The judgment then proceeds to award priority among these writs according to the order in which they were levied, after they came into the possession of the marshal, by him. On the trial of the issues upon the petitions of intervention, as appears by a bill of exceptions in the record, the intervenor offered in evidence a transcript of the proceedings and judgment of the civil District Court for the Parish of Orleans in the suit in which he was plaintiff, against Dreyfus, to the introduction of which the defendants objected. From that transcript it appears that by a petition in that cause it was alleged that Pitkin, the Marshal of the United States for the Eastern District of Louisiana, was indebted to the defendant, or had property and effects in his possession or under his control belonging to the defendant, wherefore it was prayed that Pitkin, as marshal, be made garnishee and ordered to answer under oath the accompanying interrogatories filed therewith. A citation was issued thereon to Pitkin requiring him to answer the interrogatories, which, according to the sheriff's return, was, together with a copy of the original and supplemental

Page 124 U. S. 138

petition and interrogatories in the cause, served on Pitkin in person on October 29, 1883 at 25 minutes past 12 A.M. The sheriff's return to the writ of attachment is as follows:

"Received October 27, 1883, and on the twenty-ninth day of October, 1883, proceeded to execute this writ against the movable property of def't, described more fully in my notice of seizure, when I found the said property in possession of the U.S. marshal, and by instructions of pl't'ff's att'y placed my keepers on the sidewalk in front of said property and kept them continually, both night and day, until January 25, 1884, when they were withdrawn by order of the pl't'ff's atty.; also, made general seizure by garnishment in the hands of J. R. G. Pitkin, marshal of the U.S. dist. court; from said general seizure nothing has as yet come into my possession or under my control, and this return is made up to date for the purpose of enabling the clerk of this court to complete a transcript of appeal."

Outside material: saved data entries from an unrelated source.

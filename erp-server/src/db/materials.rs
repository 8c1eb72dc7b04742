//! Material database operations

use shared::models::{Material, MaterialCreate, MaterialUpdate};
use sqlx::PgExecutor;

use super::BoxError;

const COLUMNS: &str = "id, code, name, material_type, unit, gsm, is_active, created_at, updated_at";

const SEARCH_WHERE: &str = r#"
    WHERE is_active = $1
      AND ($2::text IS NULL OR code ILIKE $2 OR name ILIKE $2)
      AND ($3::text IS NULL OR material_type = $3)
"#;

pub async fn list(
    conn: impl PgExecutor<'_>,
    active: bool,
    pattern: Option<&str>,
    material_type: Option<&str>,
    limit: u32,
    offset: u64,
) -> Result<Vec<Material>, BoxError> {
    let sql = format!("SELECT {COLUMNS} FROM materials {SEARCH_WHERE} ORDER BY name LIMIT $4 OFFSET $5");
    let rows = sqlx::query_as::<_, Material>(&sql)
        .bind(active)
        .bind(pattern)
        .bind(material_type)
        .bind(limit as i64)
        .bind(offset as i64)
        .fetch_all(conn)
        .await?;
    Ok(rows)
}

pub async fn count(
    conn: impl PgExecutor<'_>,
    active: bool,
    pattern: Option<&str>,
    material_type: Option<&str>,
) -> Result<i64, BoxError> {
    let sql = format!("SELECT COUNT(*) FROM materials {SEARCH_WHERE}");
    let (count,): (i64,) = sqlx::query_as(&sql)
        .bind(active)
        .bind(pattern)
        .bind(material_type)
        .fetch_one(conn)
        .await?;
    Ok(count)
}

pub async fn find_by_id(conn: impl PgExecutor<'_>, id: i64) -> Result<Option<Material>, BoxError> {
    let sql = format!("SELECT {COLUMNS} FROM materials WHERE id = $1");
    let row = sqlx::query_as::<_, Material>(&sql)
        .bind(id)
        .fetch_optional(conn)
        .await?;
    Ok(row)
}

pub async fn create(conn: impl PgExecutor<'_>, data: &MaterialCreate) -> Result<Material, BoxError> {
    let now = shared::util::now_millis();
    let sql = format!(
        r#"
        INSERT INTO materials (
            code, name, material_type, unit, gsm, is_active, created_at, updated_at
        )
        VALUES ($1, $2, $3, $4, $5, TRUE, $6, $6)
        RETURNING {COLUMNS}
        "#
    );
    let row = sqlx::query_as::<_, Material>(&sql)
        .bind(data.code.trim())
        .bind(data.name.trim())
        .bind(data.material_type.trim())
        .bind(data.unit.trim())
        .bind(data.gsm)
        .bind(now)
        .fetch_one(conn)
        .await?;
    Ok(row)
}

pub async fn update(
    conn: impl PgExecutor<'_>,
    id: i64,
    data: &MaterialUpdate,
) -> Result<Option<Material>, BoxError> {
    let now = shared::util::now_millis();
    let sql = format!(
        r#"
        UPDATE materials SET
            code = COALESCE($1, code),
            name = COALESCE($2, name),
            material_type = COALESCE($3, material_type),
            unit = COALESCE($4, unit),
            gsm = COALESCE($5, gsm),
            is_active = COALESCE($6, is_active),
            updated_at = $7
        WHERE id = $8
        RETURNING {COLUMNS}
        "#
    );
    let row = sqlx::query_as::<_, Material>(&sql)
        .bind(data.code.as_deref().map(str::trim))
        .bind(data.name.as_deref().map(str::trim))
        .bind(data.material_type.as_deref().map(str::trim))
        .bind(data.unit.as_deref().map(str::trim))
        .bind(data.gsm)
        .bind(data.is_active)
        .bind(now)
        .bind(id)
        .fetch_optional(conn)
        .await?;
    Ok(row)
}

/// Soft delete
pub async fn deactivate(conn: impl PgExecutor<'_>, id: i64) -> Result<bool, BoxError> {
    let result = sqlx::query("UPDATE materials SET is_active = FALSE, updated_at = $1 WHERE id = $2")
        .bind(shared::util::now_millis())
        .bind(id)
        .execute(conn)
        .await?;
    Ok(result.rows_affected() > 0)
}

It further appears from the transcript that on November 7, 1883, Pitkin appeared in the civil district court, as garnishee, without answering the interrogatories, and excepted to the jurisdiction of the court. On November 16, 1883, judgment was rendered by the civil district court in favor of Gumbel and against Dreyfus for the sum of $23,184.57, with interest from October 24, 1883,

"with lien and privilege on the property herein attached, and that plaintiff's claim be paid by preference over and above all other creditors, with costs of suit."

On December 6, 1883, a rule was granted by the civil district court upon Pitkin, requiring him to show cause why he should not desist from interference with the sheriff in the custody of the attached property, or be punished for contempt of the court in obstructing the execution of its orders and judgments, and also a rule was granted December 17, 1883, upon the marshal, jointly with the attaching creditors, in the circuit court of the United States, requiring them to show cause why the property seized, under the attachment issued at the suit of Gumbel, should not be sold, and the proceeds of the sale distributed in that cause. On January 4, 1884, some

Page 124 U. S. 139

of the defendants to that rule, without answering the same, excepted to the jurisdiction of the court, on the ground

"that it is incompetent to either sell the property, or determine the rank of the attaching creditors, or distribute the proceeds of said property, for the reason that the said property was in the hands of the United States marshal under attachment issued by order of the judge of the Circuit Court of the United States for the Eastern District of Louisiana at the time of said pretended seizure by the civil sheriff."

On January 14, 1884, the transcript of the record shows the following entry: "The rule and exception herein fixed for this day was by consent of counsel ordered to be continued indefinitely."